A number of US newspapers today, Saturday 1st December, World AIDS Day, are reporting that the US federal government is about to increase its estimate of the annual incidence rate of HIV/AIDS in the country by as much as 50 per cent.

The US Centers for Disease Control and Prevention (CDC) is expeced to announce a new estimate for new infections of HIV in 2005 in the region 55,000 to 60,000 a year, reflecting an increase of 20 to 50 per cent on the old figure of 40,000 new infections a year.

According to the Wall Street Journal, a number of outside researchers and publich health experts have been briefed with these figures, but were asked to be cautious about using them, since they could be revised upwards or downwards after peer review and publishing in a scientific journal.

The Washington Post said it had been in contact with two sources familiar with the briefing and that the higher national estimates were extrapolated from data from 19 states and large cities.

According to the Wall Street Journal, CDC director for HIV/AIDS Prevention Division, Robert Janssen, made no comment on the new estimates. He said they could change following peer review.

The CDC has been giving a figure of 40,000 new HIV infections a year in the US for nearly a decade, but recent improvements in how estimates are made, including better ways of testing blood for HIV that can tell whether someone has recently acquired the virus, have led to the upward revision, as opposed to “real” increases in incidence rates, it appears from the newspaper reports.

These reports come hot on the heels of UNAIDS and the World Health Organization (WHO) announcing ten days ago, that they have lowered their estimates of how many people are living with HIV/AIDS worldwide.
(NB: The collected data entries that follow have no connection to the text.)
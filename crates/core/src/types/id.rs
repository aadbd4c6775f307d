//! Newtype IDs for type-safe entity references.
//!
//! A review is addressed two ways: by its store-assigned [`ReviewId`] and by
//! the [`ProductId`] it collects feedback for. Keeping them as distinct types
//! prevents passing one where the other is expected.

use core::fmt;

use serde::{Deserialize, Serialize};
use uuid::Uuid;

/// Primary key of a review document.
///
/// Assigned by the store on first persist (a hyphenated UUID v4) and stable
/// afterwards. Callers may also supply their own id; any string is accepted.
#[derive(Debug, Clone, PartialEq, Eq, Hash, PartialOrd, Ord, Serialize, Deserialize)]
#[serde(transparent)]
pub struct ReviewId(String);

impl ReviewId {
    /// Create an ID from an existing string value.
    #[must_use]
    pub fn new(id: impl Into<String>) -> Self {
        Self(id.into())
    }

    /// Generate a fresh random ID for a review that has never been stored.
    #[must_use]
    pub fn generate() -> Self {
        Self(Uuid::new_v4().to_string())
    }

    /// Get the underlying string value.
    #[must_use]
    pub fn as_str(&self) -> &str {
        &self.0
    }

    /// Consume the ID and return the underlying string.
    #[must_use]
    pub fn into_inner(self) -> String {
        self.0
    }
}

impl fmt::Display for ReviewId {
    fn fmt(&self, f: &mut fmt::Formatter<'_>) -> fmt::Result {
        f.write_str(&self.0)
    }
}

impl From<String> for ReviewId {
    fn from(id: String) -> Self {
        Self(id)
    }
}

impl From<&str> for ReviewId {
    fn from(id: &str) -> Self {
        Self(id.to_owned())
    }
}

impl AsRef<str> for ReviewId {
    fn as_ref(&self) -> &str {
        &self.0
    }
}

/// Identifier of the product a review belongs to.
///
/// Used for the secondary lookup. No range validation is applied: negative
/// and zero values are legal.
#[derive(Debug, Clone, Copy, PartialEq, Eq, Hash, PartialOrd, Ord, Serialize, Deserialize)]
#[serde(transparent)]
pub struct ProductId(i32);

impl ProductId {
    /// Create a new product ID from an i32 value.
    #[must_use]
    pub const fn new(id: i32) -> Self {
        Self(id)
    }

    /// Get the underlying i32 value.
    #[must_use]
    pub const fn as_i32(&self) -> i32 {
        self.0
    }
}

impl fmt::Display for ProductId {
    fn fmt(&self, f: &mut fmt::Formatter<'_>) -> fmt::Result {
        write!(f, "{}", self.0)
    }
}

impl From<i32> for ProductId {
    fn from(id: i32) -> Self {
        Self(id)
    }
}

impl From<ProductId> for i32 {
    fn from(id: ProductId) -> Self {
        id.0
    }
}

#[cfg(feature = "postgres")]
impl sqlx::Type<sqlx::Postgres> for ProductId {
    fn type_info() -> sqlx::postgres::PgTypeInfo {
        <i32 as sqlx::Type<sqlx::Postgres>>::type_info()
    }

    fn compatible(ty: &sqlx::postgres::PgTypeInfo) -> bool {
        <i32 as sqlx::Type<sqlx::Postgres>>::compatible(ty)
    }
}

#[cfg(feature = "postgres")]
impl<'r> sqlx::Decode<'r, sqlx::Postgres> for ProductId {
    fn decode(value: sqlx::postgres::PgValueRef<'r>) -> Result<Self, sqlx::error::BoxDynError> {
        let id = <i32 as sqlx::Decode<sqlx::Postgres>>::decode(value)?;
        Ok(Self(id))
    }
}

#[cfg(feature = "postgres")]
impl sqlx::Encode<'_, sqlx::Postgres> for ProductId {
    fn encode_by_ref(
        &self,
        buf: &mut sqlx::postgres::PgArgumentBuffer,
    ) -> Result<sqlx::encode::IsNull, sqlx::error::BoxDynError> {
        <i32 as sqlx::Encode<sqlx::Postgres>>::encode_by_ref(&self.0, buf)
    }
}
// Error types shared by the library modules. The binary and the menu glue
// wrap these in `anyhow` and decide which ones are user mistakes (reported,
// back to the menu) and which ones end the run.

use std::path::PathBuf;

use thiserror::Error;

#[derive(Debug, Error)]
pub enum GalleryError {
    /// The catalog file does not exist. Only the scanner may create it.
    #[error("{} not found. Please run from the website root directory.", .0.display())]
    CatalogMissing(PathBuf),

    /// A menu choice or index list could not be used as given.
    #[error("Invalid selection: {0}")]
    InvalidSelection(String),

    /// A mandatory prompt was left blank.
    #[error("{0} required")]
    MissingField(&'static str),

    #[error("failed to access {}", .path.display())]
    Io {
        path: PathBuf,
        #[source]
        source: std::io::Error,
    },

    #[error("failed to parse catalog {}", .path.display())]
    Json {
        path: PathBuf,
        #[source]
        source: serde_json::Error,
    },

    #[error("terminal input failed")]
    Terminal(#[source] std::io::Error),

    #[error("failed to build HTTP client")]
    Http(#[from] reqwest::Error),
}

impl GalleryError {
    /// True for errors caused by what the user typed or where they ran the
    /// tool from. These are reported and the menu carries on.
    pub fn is_user_facing(&self) -> bool {
        matches!(
            self,
            GalleryError::CatalogMissing(_)
                | GalleryError::InvalidSelection(_)
                | GalleryError::MissingField(_)
        )
    }
}

pub type Result<T> = std::result::Result<T, GalleryError>;
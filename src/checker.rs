// Link checker: a HEAD request per remote entry, one at a time. A failing
// link is a result, not an error; the loop always runs to the end.

use std::time::Duration;

use anyhow::Context;
use reqwest::blocking::Client;
use tracing::{debug, warn};

use crate::catalog::{Catalog, ImageEntry};
use crate::error::Result;

/// Something that can tell whether a URL answers, and with which status.
pub trait LinkProbe {
    fn probe(&self, url: &str) -> anyhow::Result<u16>;
}

/// Blocking reqwest client with a per-request timeout. Redirects are
/// followed on purpose: GitHub answers `blob/...?raw=true` with a 302 to
/// the raw host, and only the final status says whether the file exists.
/// This differs from a plain HEAD that reports the 302 itself; a 3xx only
/// reaches `check_entry` from a `LinkProbe` that does not follow redirects.
#[derive(Clone)]
pub struct HttpProbe {
    client: Client,
}

impl HttpProbe {
    pub fn new(timeout: Duration) -> Result<Self> {
        let client = Client::builder()
            .timeout(timeout)
            .user_agent(concat!("gallery-catalog/", env!("CARGO_PKG_VERSION")))
            .build()?;
        Ok(HttpProbe { client })
    }
}

impl LinkProbe for HttpProbe {
    fn probe(&self, url: &str) -> anyhow::Result<u16> {
        let res = self
            .client
            .head(url)
            .send()
            .with_context(|| format!("HEAD {url}"))?;
        Ok(res.status().as_u16())
    }
}

#[derive(Debug, Clone, PartialEq, Eq)]
pub enum LinkStatus {
    /// Answered 200.
    Found,
    /// Answered with anything else.
    Unexpected(u16),
    /// No answer: timeout, DNS, TLS, connection refused...
    Failed(String),
}

#[derive(Debug, Clone, PartialEq, Eq)]
pub struct LinkReport {
    pub alt: String,
    pub url: String,
    pub status: LinkStatus,
}

impl LinkReport {
    pub fn is_ok(&self) -> bool {
        self.status == LinkStatus::Found
    }

    /// One line in the style of the interactive menu.
    pub fn render(&self) -> String {
        match &self.status {
            LinkStatus::Found => format!("✅ {}", self.alt),
            LinkStatus::Unexpected(code) => format!("❌ {} {}", code, self.alt),
            LinkStatus::Failed(err) => format!("❌ {} - Error: {}", self.alt, err),
        }
    }
}

pub fn check_entry(entry: &ImageEntry, probe: &dyn LinkProbe) -> LinkReport {
    let status = match probe.probe(&entry.url) {
        Ok(200) => LinkStatus::Found,
        Ok(code) => LinkStatus::Unexpected(code),
        Err(err) => LinkStatus::Failed(format!("{err:#}")),
    };
    match &status {
        LinkStatus::Found => debug!(url = %entry.url, "link ok"),
        other => warn!(url = %entry.url, status = ?other, "link failed"),
    }
    LinkReport {
        alt: entry.alt.clone(),
        url: entry.url.clone(),
        status,
    }
}

/// Probe every remote entry in catalog order. `on_report` sees each result
/// as soon as it is known; local paths are skipped without a check.
pub fn check_links<F>(catalog: &Catalog, probe: &dyn LinkProbe, mut on_report: F) -> Vec<LinkReport>
where
    F: FnMut(&LinkReport),
{
    catalog
        .remote_images()
        .map(|entry| {
            let report = check_entry(entry, probe);
            on_report(&report);
            report
        })
        .collect()
}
THe UNAIDS/WHO report suggests the more accurate estimate is 33 million people worldwide are living with HIV/AIDS, and not 40 million given in last year’s figures. They attributed the revision to improved methods of data collection and better reporting systems from countries for which estimates had to be made before.

That report also revised downwards the estimated global new infection rate for HIV by 40 per cent, to 2.5 million people newly infected worldwide. According to a report in the Los Angeles Times at the time, these figures were also revised because of improved methodology, and also because of reductions in incidence.

The UNAIDS/WHO report suggests that new cases of HIV peaked in the late 1990s and have been coming down since 2001.

To the average member of the public the global and local scenarios about HIV and AIDS are becoming increasingly confusing and appear to conflict each other. Another report out today in the Lancet by a global health expert, suggests that we are losing the global race against AIDS/HIV, and that many of the widely held beliefs about HIV and AIDS are myths, for instance that sex workers pose higher risks than people who have multiple partners.

One wonders if this rather complex maelstrom of information and reports is also making the decision makers nervous, since they touch on politically sensitive issues, and any suggestion that the big organizations don’t know what they are doing will shake confidence and perhaps make until now generous aid donors tighten their purse strings.

The report in the Wall Street Journal suggests not, since it mentions that a spokesperson for the Bill and Melinda Gates Foundation said the epidemic was still huge and resources insufficient. “We are not changing our priorities,” they said. And a spokesman for the US government said that despite the new estimates, President Bush is hoping to double the funding for the epidemic in 2009 to 2013.